Created on 02-23-2018 09:30 PM
How HDFS Apply Ranger Policies
Apache Ranger™ is a framework to enable, monitor and manage comprehensive data security across the Hadoop platform. The vision with Ranger is to provide comprehensive security across the Apache Hadoop ecosystem. With the advent of Apache YARN, the Hadoop platform can now support a true data lake architecture. Enterprises can potentially run multiple workloads, in a multi tenant environment. Data security within Hadoop needs to evolve to support multiple use cases for data access, while also providing a framework for central administration of security policies and monitoring of user access.
Ranger Goals Overview
Apache Ranger has the following goals:
Ranger maintains various type of rule mapping the general layout looks like
1. User -> groups -> policy -> actual Resource(hdfs, hive tables) access/deny/allowed/read/write
2. User -> policy -> actual Resource(hdfs, hive tables) access/deny/allowed/read/write
Key Take away of Ranger
1. Ranger is not an Identity management system, its a service which hold the policy mappings 2. Ranger is least worried about the user name and group names actual relation. 3. You can create a dummy group and attach it to a user, ranger is not bothered if this relationship exsist in LDAP or not 4. Ranger users and groups are snynced from the same LDAP which powers the rest of Hadoop cluster. 5. Its is the common ldap shared between Ranger and Hadoop cluster which enables them to see the same user. 6. No where Ranger claims that it knows all the user present on the cluster, its the job of Ranger user to sync users and groups to Ranger.
The NameNode is the centerpiece of an HDFS file system. It keeps the directory tree of all files in the file system, and tracks where across the cluster the file data is kept. It does not store the data of these files itself. Client applications talk to the NameNode whenever they wish to locate a file, or when they want to add/copy/move/delete a file. The NameNode responds the successful requests by returning a list of relevant DataNode servers where the data lives.
Key Take aways.
1. Namenode is the place where meta info of the file is hdfs maintained.

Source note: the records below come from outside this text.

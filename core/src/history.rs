//! Persisted transaction history and wallet snapshot.
//!
//! Both live in the extension's key/value storage. Writes are
//! read-modify-write; the coordinator is the only writer.

use async_trait::async_trait;
use serde::{Deserialize, Serialize};
use serde_json::Value;
use std::cell::RefCell;
use std::collections::HashMap;

use crate::error::{Error, Result};
use crate::protocol::{PaymentPhase, PaymentReport};

pub const TRANSACTIONS_KEY: &str = "transactions";
pub const WALLET_STATUS_KEY: &str = "walletStatus";

#[derive(Debug, Clone, Copy, PartialEq, Eq, Serialize, Deserialize)]
#[serde(rename_all = "lowercase")]
pub enum TxStatus {
    Success,
    Failed,
    Error,
}

#[derive(Debug, Clone, PartialEq, Eq, Serialize, Deserialize)]
#[serde(rename_all = "camelCase")]
pub struct TransactionRecord {
    pub amount: String,
    pub currency: String,
    #[serde(default)]
    pub description: String,
    #[serde(default, skip_serializing_if = "Option::is_none")]
    pub tx_hash: Option<String>,
    #[serde(default, skip_serializing_if = "Option::is_none")]
    pub network: Option<String>,
    pub status: TxStatus,
    #[serde(default, skip_serializing_if = "Option::is_none")]
    pub error: Option<String>,
    pub timestamp: u64,
}

impl TransactionRecord {
    /// `None` for non-terminal phases
    pub fn from_report(phase: PaymentPhase, report: &PaymentReport, timestamp: u64) -> Option<Self> {
        let status = phase.history_status()?;
        Some(Self {
            amount: report.amount.clone(),
            currency: report.currency.clone(),
            description: report.description.clone(),
            tx_hash: report.tx_hash.clone(),
            network: report.network.clone(),
            status,
            error: report.error.clone(),
            timestamp,
        })
    }
}

#[derive(Debug, Clone, Default, PartialEq, Eq, Serialize, Deserialize)]
#[serde(rename_all = "camelCase")]
pub struct WalletStatus {
    #[serde(default)]
    pub connected: bool,
    #[serde(default)]
    pub address: Option<String>,
    #[serde(default)]
    pub balance: Option<String>,
    #[serde(default)]
    pub network: Option<String>,
}

/// Partial update merged into the stored [`WalletStatus`]
#[derive(Debug, Clone, PartialEq, Eq)]
pub enum WalletUpdate {
    Connected(String),
    Disconnected,
    Balance(String),
    Network(String),
}

impl WalletStatus {
    pub fn apply(&mut self, update: &WalletUpdate) {
        match update {
            WalletUpdate::Connected(address) => {
                self.connected = true;
                self.address = Some(address.clone());
            }
            WalletUpdate::Disconnected => {
                self.connected = false;
                self.address = None;
                self.balance = None;
            }
            WalletUpdate::Balance(balance) => self.balance = Some(balance.clone()),
            WalletUpdate::Network(network) => self.network = Some(network.clone()),
        }
    }
}

/// Async key/value storage (`chrome.storage.local` in the browser)
#[async_trait(?Send)]
pub trait KeyValueStore {
    async fn get(&self, key: &str) -> Result<Option<Value>>;
    async fn set(&self, key: &str, value: Value) -> Result<()>;
}

#[derive(Debug, Default)]
pub struct MemoryStore {
    entries: RefCell<HashMap<String, Value>>,
}

impl MemoryStore {
    pub fn new() -> Self {
        Self::default()
    }
}

#[async_trait(?Send)]
impl KeyValueStore for MemoryStore {
    async fn get(&self, key: &str) -> Result<Option<Value>> {
        Ok(self.entries.borrow().get(key).cloned())
    }

    async fn set(&self, key: &str, value: Value) -> Result<()> {
        self.entries.borrow_mut().insert(key.to_string(), value);
        Ok(())
    }
}

#[async_trait(?Send)]
impl<S: KeyValueStore + ?Sized> KeyValueStore for std::rc::Rc<S> {
    async fn get(&self, key: &str) -> Result<Option<Value>> {
        (**self).get(key).await
    }

    async fn set(&self, key: &str, value: Value) -> Result<()> {
        (**self).set(key, value).await
    }
}

/// Bounded newest-first transaction log
pub struct History<S> {
    store: S,
    cap: usize,
}

impl<S: KeyValueStore> History<S> {
    pub fn new(store: S, cap: usize) -> Self {
        Self { store, cap }
    }

    pub async fn load(&self) -> Result<Vec<TransactionRecord>> {
        match self.store.get(TRANSACTIONS_KEY).await? {
            None | Some(Value::Null) => Ok(Vec::new()),
            Some(raw) => serde_json::from_value(raw)
                .map_err(|e| Error::Storage(format!("corrupt {}: {}", TRANSACTIONS_KEY, e))),
        }
    }

    /// Insert at the front and drop the oldest entries beyond the cap.
    /// A corrupt log is started over.
    pub async fn append(&self, record: TransactionRecord) -> Result<Vec<TransactionRecord>> {
        let mut records = match self.store.get(TRANSACTIONS_KEY).await? {
            None | Some(Value::Null) => Vec::new(),
            Some(raw) => serde_json::from_value(raw).unwrap_or_else(|e| {
                log::warn!("Discarding corrupt {}: {}", TRANSACTIONS_KEY, e);
                Vec::new()
            }),
        };
        records.insert(0, record);
        records.truncate(self.cap);
        self.store
            .set(TRANSACTIONS_KEY, serde_json::to_value(&records)?)
            .await?;
        Ok(records)
    }

    pub async fn clear(&self) -> Result<()> {
        self.store.set(TRANSACTIONS_KEY, Value::Array(Vec::new())).await
    }

    pub async fn wallet_status(&self) -> Result<WalletStatus> {
        match self.store.get(WALLET_STATUS_KEY).await? {
            None | Some(Value::Null) => Ok(WalletStatus::default()),
            Some(raw) => serde_json::from_value(raw)
                .map_err(|e| Error::Storage(format!("corrupt {}: {}", WALLET_STATUS_KEY, e))),
        }
    }

    pub async fn merge_wallet_status(&self, update: &WalletUpdate) -> Result<WalletStatus> {
        let mut status = self.wallet_status().await?;
        status.apply(update);
        self.store
            .set(WALLET_STATUS_KEY, serde_json::to_value(&status)?)
            .await?;
        Ok(status)
    }

    /// Fresh install: empty history, blank snapshot
    pub async fn initialize(&self) -> Result<()> {
        self.clear().await?;
        self.store
            .set(WALLET_STATUS_KEY, serde_json::to_value(WalletStatus::default())?)
            .await
    }
}

#[cfg(test)]
mod tests {
    use super::*;

    fn record(amount: &str, timestamp: u64) -> TransactionRecord {
        TransactionRecord {
            amount: amount.to_string(),
            currency: "USDC".to_string(),
            description: "Premium article".to_string(),
            tx_hash: None,
            network: None,
            status: TxStatus::Success,
            error: None,
            timestamp,
        }
    }

    #[tokio::test]
    async fn test_history_keeps_newest_entries_first() {
        let history = History::new(MemoryStore::new(), 10);
        for i in 0..25u64 {
            history.append(record(&i.to_string(), i)).await.unwrap();
        }
        let records = history.load().await.unwrap();
        assert_eq!(records.len(), 10);
        let timestamps: Vec<u64> = records.iter().map(|r| r.timestamp).collect();
        assert_eq!(timestamps, (15..25).rev().collect::<Vec<_>>());
    }

    #[tokio::test]
    async fn test_history_below_cap_keeps_everything() {
        let history = History::new(MemoryStore::new(), 10);
        history.append(record("1", 1)).await.unwrap();
        history.append(record("2", 2)).await.unwrap();
        let records = history.load().await.unwrap();
        assert_eq!(records.len(), 2);
        assert_eq!(records[0].amount, "2");
    }

    #[tokio::test]
    async fn test_clear_and_initialize() {
        let history = History::new(MemoryStore::new(), 10);
        history.append(record("1", 1)).await.unwrap();
        history.clear().await.unwrap();
        assert!(history.load().await.unwrap().is_empty());

        history
            .merge_wallet_status(&WalletUpdate::Connected("0xabc".to_string()))
            .await
            .unwrap();
        history.initialize().await.unwrap();
        assert_eq!(history.wallet_status().await.unwrap(), WalletStatus::default());
    }

    #[tokio::test]
    async fn test_wallet_snapshot_merges_fields() {
        let history = History::new(MemoryStore::new(), 10);
        history
            .merge_wallet_status(&WalletUpdate::Connected("0xabc".to_string()))
            .await
            .unwrap();
        history
            .merge_wallet_status(&WalletUpdate::Balance("12.5".to_string()))
            .await
            .unwrap();
        let status = history
            .merge_wallet_status(&WalletUpdate::Network("0x14a34".to_string()))
            .await
            .unwrap();
        assert!(status.connected);
        assert_eq!(status.address.as_deref(), Some("0xabc"));
        assert_eq!(status.balance.as_deref(), Some("12.5"));

        let status = history.merge_wallet_status(&WalletUpdate::Disconnected).await.unwrap();
        assert!(!status.connected);
        assert_eq!(status.network.as_deref(), Some("0x14a34"));
    }

    #[tokio::test]
    async fn test_corrupt_history_is_a_storage_error() {
        let store = MemoryStore::new();
        store.set(TRANSACTIONS_KEY, Value::String("oops".into())).await.unwrap();
        let history = History::new(store, 10);
        assert!(matches!(history.load().await, Err(Error::Storage(_))));
    }

    #[tokio::test]
    async fn test_append_recovers_from_corrupt_history() {
        let store = MemoryStore::new();
        store.set(TRANSACTIONS_KEY, Value::String("oops".into())).await.unwrap();
        let history = History::new(store, 10);

        let records = history.append(record("1", 1)).await.unwrap();
        assert_eq!(records.len(), 1);
        history.append(record("2", 2)).await.unwrap();
        let amounts: Vec<String> = history.load().await.unwrap().into_iter().map(|r| r.amount).collect();
        assert_eq!(amounts, vec!["2".to_string(), "1".to_string()]);
    }

    #[test]
    fn test_terminal_phases_become_records() {
        let report = PaymentReport {
            amount: "2.50".to_string(),
            currency: "USDC".to_string(),
            error: Some("boom".to_string()),
            ..Default::default()
        };
        assert_eq!(TransactionRecord::from_report(PaymentPhase::Started, &report, 1), None);
        let failed = TransactionRecord::from_report(PaymentPhase::Failed, &report, 1).unwrap();
        assert_eq!(failed.status, TxStatus::Failed);
        assert_eq!(failed.error.as_deref(), Some("boom"));
        assert_eq!(serde_json::to_value(&failed).unwrap()["status"], "failed");
    }
}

2. While reading or writing a file, hdfs clients interact with namenode, to get the location of flie blocks on various datanodes and eventually interact with datanodes.
3. All file permission checks happen at namenode for HDFS.
4. Namnode maintains a POSIX style permission user : group : other but also supports fine grained access by applying Hadoop ACLS. Please follow the following link to have a interesting perspective of HDFS compared to Linux ext3.
dfs.namenode.acls.enabled = true enables ACLs on namenode.
6. To know more about hadoop ACLS follow the link.
7. Hadoop POSIX permission are not sufficient to decide all possible permission applicable on a given file of directory.
8. For setting unsettings acls use hdfs dfs -setfacl and hdfs dfs -getfacl
How Namenode and Ranger Interacts
HDFS permission checks happens on hdfs client interaction with Namenode. Namenode has his own ACLs and Ranger policies to apply. The application of permission starts with Ranger ACLs, and then to hadoop ACLs.
How it all works (doAs=true impersonation enabled).
1. Ranger policies are fetched by Namenode and maintained in local cache. Do realize hdfs ranger plugin is not a separate process, but a lib which is executed along with Namenode.
2. User Authenticates to Namenode using one of the specified authenticating mechanism simple, Kerberos.
3. Namenode gets the username during the authentication phase. Do remember even with Kerberos Authentication groups available in the ticket are never used.
4. Based on how core-site.xml if configured Namenode either lookups LDAP to fetch groups of the authenticated user OR it does a lookup from the underlying OS (NSS -> SSSD -> LDAP) to fetch the groups.
5. Once groups are fetched, Namenode has mapping of user to groups of authenticated user.
6. Hdfs Ranger plugin has mapping of user -> groups -> policy, now the groups which were fetched from namenode are used to select the ranger policy and enforce them.
7. Just realize ranger might provide a relation of user 1 -> mapper to 3 groups -> 3 groups mapped to 3 policies. Not all the policies, mapped to the three groups will be applied by default.
8. Namenode will fetch the groups at its own end (LDAP or through OS) and only the overlapping groups with the ranger groups rules will be used while enforcing the policies.
9. Namenode (hdfs ranger plugin lib) will write audit logs locally which is eventually pushed to ranger service (solr).
10. If due to some reason groups are not fetched from Namenode for the authenticated user all the Ranger policies mapped to those groups will not be applied.
11. Sometime mapping user to policies directly help mitigating issues in case LDAP is not working correctly.
12. Do realize all the mapping here are in terms of group names and not gid. As there can be scenario that gid is available on the OS but no groups.
13. IF there are no ranger policies for the user then Hadoop ACLs are applied and appropriate permission is enforced.
hdfs-site.xml Dis.namenode.inode.attributes.provider.class org.apache.ranger.authorization.hadoop.RangerHdfsAuthorizer RangerHdfsAuthorizer => calls checkPermission => which internally calls gets groups of the authenticated user using UserGroupInformation class.
Code Flow :
checkPermission : from userName get groups and check privilidges.
|String user = ugi != null ? ugi.getShortUserName() : null;|
|Set<String> groups = ugi != null ? Sets.newHashSet(ugi.getGroupNames()) : null;|
Get Groups from Username.
Set<String> groups = ugi != null ? Sets.newHashSet(ugi.getGroupNames()) : null;
UserGroupInformation : Core class to authenticate the users and get groups (Kerberos authentication, LDAP, PAM) .
Groups : if nothing is mentioned in core-site.xml then call invoke a shell and get groups for the use.
ShellBasedUnixGroupsMapping: default Implementation